Would you please transcribe, exactly as written, the lines of the entries below starting at the one that holds "- Orchestration lives" and ending at the one that holds "pub mod view;", both included?

▶

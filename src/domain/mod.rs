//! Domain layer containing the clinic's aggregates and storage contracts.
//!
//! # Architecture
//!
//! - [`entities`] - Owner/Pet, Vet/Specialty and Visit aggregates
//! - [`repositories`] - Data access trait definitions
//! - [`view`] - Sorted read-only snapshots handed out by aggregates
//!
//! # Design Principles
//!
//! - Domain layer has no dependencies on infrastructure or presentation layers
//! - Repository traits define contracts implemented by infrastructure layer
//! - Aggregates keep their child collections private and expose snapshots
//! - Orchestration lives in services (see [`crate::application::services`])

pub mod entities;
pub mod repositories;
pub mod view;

◀
▶

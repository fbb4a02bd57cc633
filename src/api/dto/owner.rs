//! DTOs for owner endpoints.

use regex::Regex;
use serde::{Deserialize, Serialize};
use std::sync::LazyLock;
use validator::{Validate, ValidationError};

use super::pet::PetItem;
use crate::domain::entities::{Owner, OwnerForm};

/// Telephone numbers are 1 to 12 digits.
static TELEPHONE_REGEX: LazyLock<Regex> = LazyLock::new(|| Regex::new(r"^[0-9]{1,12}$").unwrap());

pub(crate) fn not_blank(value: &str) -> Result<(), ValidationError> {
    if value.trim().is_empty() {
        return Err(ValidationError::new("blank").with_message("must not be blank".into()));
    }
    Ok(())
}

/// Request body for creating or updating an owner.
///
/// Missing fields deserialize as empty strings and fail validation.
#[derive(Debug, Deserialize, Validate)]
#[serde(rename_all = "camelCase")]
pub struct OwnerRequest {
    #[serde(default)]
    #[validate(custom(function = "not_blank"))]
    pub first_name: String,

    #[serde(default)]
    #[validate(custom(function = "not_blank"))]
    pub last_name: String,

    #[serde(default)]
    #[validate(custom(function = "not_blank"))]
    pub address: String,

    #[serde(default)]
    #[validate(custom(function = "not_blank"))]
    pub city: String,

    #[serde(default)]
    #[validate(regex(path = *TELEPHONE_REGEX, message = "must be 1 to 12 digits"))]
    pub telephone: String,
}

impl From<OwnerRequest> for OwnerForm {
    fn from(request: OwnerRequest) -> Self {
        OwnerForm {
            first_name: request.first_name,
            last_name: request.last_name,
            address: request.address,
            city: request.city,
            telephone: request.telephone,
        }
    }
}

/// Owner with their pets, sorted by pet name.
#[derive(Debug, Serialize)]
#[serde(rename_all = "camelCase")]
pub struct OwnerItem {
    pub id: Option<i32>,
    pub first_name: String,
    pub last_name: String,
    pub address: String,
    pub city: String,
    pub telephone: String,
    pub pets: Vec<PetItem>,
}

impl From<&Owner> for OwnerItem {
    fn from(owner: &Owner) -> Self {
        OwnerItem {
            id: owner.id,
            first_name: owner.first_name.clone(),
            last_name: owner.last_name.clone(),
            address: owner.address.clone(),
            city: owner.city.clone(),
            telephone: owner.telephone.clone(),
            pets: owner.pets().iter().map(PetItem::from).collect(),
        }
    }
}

◀

FINAL ANSWER:
//! - Orchestration lives in services (see [`crate::application::services`])

pub mod entities;
pub mod repositories;
pub mod view;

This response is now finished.